Some of you who follow me may have noticed a tendency of mine to “hack” programming languages more than really use them (other than reflection via annotations in languages such as Java; I hate that stuff), and today is no different. Today, we look as using what would be normal higher-order functions as Python decorators to create new functions that encapsulate the idea of both the higher-order function as well as the passed-in function under one name.
Why?
This is the second time I’ve attempted to create a way for multiline lambdas to exist in Python. The first time used the with block, as seen in the articles around creating Kotlin-like builders in Java and Python, and fully explained in its own article.
Yes, there’s the obvious thing of defining the function just before passing it into the higher-order function, but the real problem with that is that it kind of separates the logic from its use. The function takes up at least two lines above its real context. Then its name is used in the higher-order function. This does have the benefit of being able to use a helpful name, but sometimes the code is more helpful than the name.
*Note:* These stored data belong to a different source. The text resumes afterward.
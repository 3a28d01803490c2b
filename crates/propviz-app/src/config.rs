//! Runtime configuration loaded from a TOML file.
//!
//! Every key is optional; missing sections fall back to the compile-time
//! defaults in `propviz_core::constants`.

use std::path::Path;
use std::time::Duration;

use anyhow::{Context, Result};
use serde::{Deserialize, Serialize};

use propviz_core::constants::*;
use propviz_core::enums::CoordinateMode;
use propviz_core::types::{GeoPoint, Viewport};
use propviz_render::HeatmapParams;
use propviz_sim::EngineConfig;

use crate::backend::HttpSettings;
use crate::wire::FilterPreset;

#[derive(Debug, Clone, Default, PartialEq, Serialize, Deserialize)]
pub struct ClientConfig {
    #[serde(default)]
    pub backend: BackendSection,
    #[serde(default)]
    pub view: ViewSection,
    #[serde(default)]
    pub playback: PlaybackSection,
    #[serde(default)]
    pub heatmap: HeatmapSection,
    #[serde(default)]
    pub profile: ProfileSection,
    #[serde(default)]
    pub interference: InterferenceSection,
}

#[derive(Debug, Clone, PartialEq, Serialize, Deserialize)]
#[serde(default)]
pub struct BackendSection {
    pub base_url: String,
    /// Scenario loaded as the scene in map mode.
    pub scenario_id: String,
    pub timeout_ms: u64,
    /// Restore the pre-drag position when a move is rejected.
    pub rollback_on_failure: bool,
}

impl Default for BackendSection {
    fn default() -> Self {
        Self {
            base_url: "http://localhost:8000/api".into(),
            scenario_id: "demo".into(),
            timeout_ms: 10_000,
            rollback_on_failure: false,
        }
    }
}

#[derive(Debug, Clone, PartialEq, Serialize, Deserialize)]
#[serde(default)]
pub struct ViewSection {
    pub mode: CoordinateMode,
    pub width: f64,
    pub height: f64,
    pub center_lat: f64,
    pub center_lon: f64,
    pub zoom: f64,
    pub show_lines: bool,
}

impl Default for ViewSection {
    fn default() -> Self {
        Self {
            mode: CoordinateMode::Grid,
            width: 1024.0,
            height: 640.0,
            center_lat: 10.4236,
            center_lon: -75.5253,
            zoom: 13.0,
            show_lines: true,
        }
    }
}

#[derive(Debug, Clone, PartialEq, Serialize, Deserialize)]
#[serde(default)]
pub struct PlaybackSection {
    pub period_ms: u64,
    pub moving_entity: String,
    pub speed: f64,
    pub snap: bool,
}

impl Default for PlaybackSection {
    fn default() -> Self {
        Self {
            period_ms: PLAYBACK_PERIOD_MS,
            moving_entity: DEFAULT_MOVING_ENTITY_ID.into(),
            speed: 1.0,
            snap: false,
        }
    }
}

#[derive(Debug, Clone, PartialEq, Serialize, Deserialize)]
#[serde(default)]
pub struct HeatmapSection {
    pub radius_px: u32,
    pub max_alpha: f64,
    pub radius_km: f64,
    pub step_m: u32,
    pub f_rx_mhz: f64,
    pub window_khz: f64,
    pub filter: FilterPreset,
}

impl Default for HeatmapSection {
    fn default() -> Self {
        Self {
            radius_px: HEAT_RADIUS_PX,
            max_alpha: HEAT_MAX_ALPHA,
            radius_km: HEAT_REQUEST_RADIUS_KM,
            step_m: HEAT_REQUEST_STEP_M,
            f_rx_mhz: DEFAULT_RX_FREQUENCY_MHZ,
            window_khz: DEFAULT_WINDOW_KHZ,
            filter: FilterPreset::default(),
        }
    }
}

#[derive(Debug, Clone, PartialEq, Serialize, Deserialize)]
#[serde(default)]
pub struct ProfileSection {
    pub frequency_mhz: f64,
    pub k_factor: f64,
    pub samples: u32,
}

impl Default for ProfileSection {
    fn default() -> Self {
        Self {
            frequency_mhz: DEFAULT_RX_FREQUENCY_MHZ,
            k_factor: DEFAULT_K_FACTOR,
            samples: PROFILE_SAMPLES,
        }
    }
}

#[derive(Debug, Clone, PartialEq, Serialize, Deserialize)]
#[serde(default)]
pub struct InterferenceSection {
    pub f_rx_mhz: f64,
    pub window_khz: f64,
    pub max_order: u32,
}

impl Default for InterferenceSection {
    fn default() -> Self {
        Self {
            f_rx_mhz: DEFAULT_RX_FREQUENCY_MHZ,
            window_khz: INTERFERENCE_WINDOW_KHZ,
            max_order: INTERFERENCE_MAX_ORDER,
        }
    }
}

pub fn load_config(path: &Path) -> Result<ClientConfig> {
    let content = std::fs::read_to_string(path)
        .with_context(|| format!("Failed to read config file: {}", path.display()))?;

    let config: ClientConfig = toml::from_str(&content)
        .with_context(|| format!("Failed to parse config file: {}", path.display()))?;

    Ok(config)
}

impl ClientConfig {
    pub fn map_center(&self) -> GeoPoint {
        GeoPoint::new(self.view.center_lat, self.view.center_lon)
    }

    pub fn engine_config(&self) -> EngineConfig {
        EngineConfig {
            mode: self.view.mode,
            viewport: Viewport::new(self.view.width, self.view.height),
            map_center: self.map_center(),
            map_zoom: self.view.zoom,
            playback_period: Duration::from_millis(self.playback.period_ms),
            moving_entity_id: self.playback.moving_entity.clone(),
            rollback_on_commit_failure: self.backend.rollback_on_failure,
            heatmap: HeatmapParams {
                radius_px: self.heatmap.radius_px,
                max_alpha: self.heatmap.max_alpha,
            },
            profile_samples: self.profile.samples,
            show_lines: self.view.show_lines,
        }
    }

    pub fn http_settings(&self) -> HttpSettings {
        HttpSettings {
            base_url: self.backend.base_url.clone(),
            mode: self.view.mode,
            scenario_id: self.backend.scenario_id.clone(),
            filter: self.heatmap.filter,
            timeout: Duration::from_millis(self.backend.timeout_ms),
        }
    }
}

#[cfg(test)]
mod tests {
    use super::*;

    #[test]
    fn test_empty_file_gives_defaults() {
        let config: ClientConfig = toml::from_str("").unwrap();
        assert_eq!(config, ClientConfig::default());
        assert_eq!(config.playback.period_ms, 600);
        assert_eq!(config.heatmap.filter, FilterPreset::Bpf200k);
    }

    #[test]
    fn test_partial_sections() {
        let config: ClientConfig = toml::from_str(
            r#"
            [backend]
            base_url = "http://radio.local/api"
            rollback_on_failure = true

            [view]
            mode = "Map"
            zoom = 15.0

            [heatmap]
            max_alpha = 0.4
            filter = "cavity_8p"

            [interference]
            max_order = 4
            "#,
        )
        .unwrap();
        assert_eq!(config.backend.base_url, "http://radio.local/api");
        assert_eq!(config.backend.scenario_id, "demo");
        assert_eq!(config.view.mode, CoordinateMode::Map);
        assert_eq!(config.view.width, 1024.0);
        assert_eq!(config.heatmap.filter, FilterPreset::Cavity8p);
        assert_eq!(config.interference.max_order, 4);
        assert_eq!(config.interference.window_khz, 500.0);

        let engine = config.engine_config();
        assert!(engine.rollback_on_commit_failure);
        assert_eq!(engine.map_zoom, 15.0);
        assert!((engine.heatmap.max_alpha - 0.4).abs() < 1e-12);
        assert_eq!(engine.heatmap.radius_px, HEAT_RADIUS_PX);
    }

    #[test]
    fn test_load_config_reports_path() {
        let err = load_config(Path::new("/nonexistent/propviz.toml")).unwrap_err();
        assert!(err.to_string().contains("/nonexistent/propviz.toml"));
    }
}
Then there’s the issue with nesting. Probably the most commonly used higher-order functions out there are map() and filter(), but when they get nested, the code can get difficult to read:
map(transformer, filter(predicate, list))
This is just one level of nesting, and it’s already weird because it’s difficult to tell that everything after transformer is just one parameter for map(). One thing that can help is new lines and indentation, I guess.
map(transformer,
filter(predicate, list))But that opens up a whole can of worms about how to do the indenting. I’m sure some of you looked at that could and thought “I would do that differently”. I went through a few options of my own before settling on that.
So, yeah, I think about this idea a lot, and here’s another hacky idea I came up with.
Decorators
The thing is, we already have a special syntax for passing multi-line functions into a higher-order function, and that’s the decorator syntax. The part of decorators that makes them a less than ideal solution is the fact that they don’t return anything; they’re a statement that assigns the result of the decoration to the name of the decorated function.
Now, this can be used to your advantage, but we’ll start without that because I didn’t think of how that could be useful until I wrote that out, and we’ll go over how my ideas evolved along the way.
The Base Code
First, we’ll look at the code we’ll be working with for the examples. We will be using map() and filter() over a list of strings. First it will filter out the strings that aren’t “valid usernames”, then it will map them to a gmail address (simply adds “@gmail.com” to the end).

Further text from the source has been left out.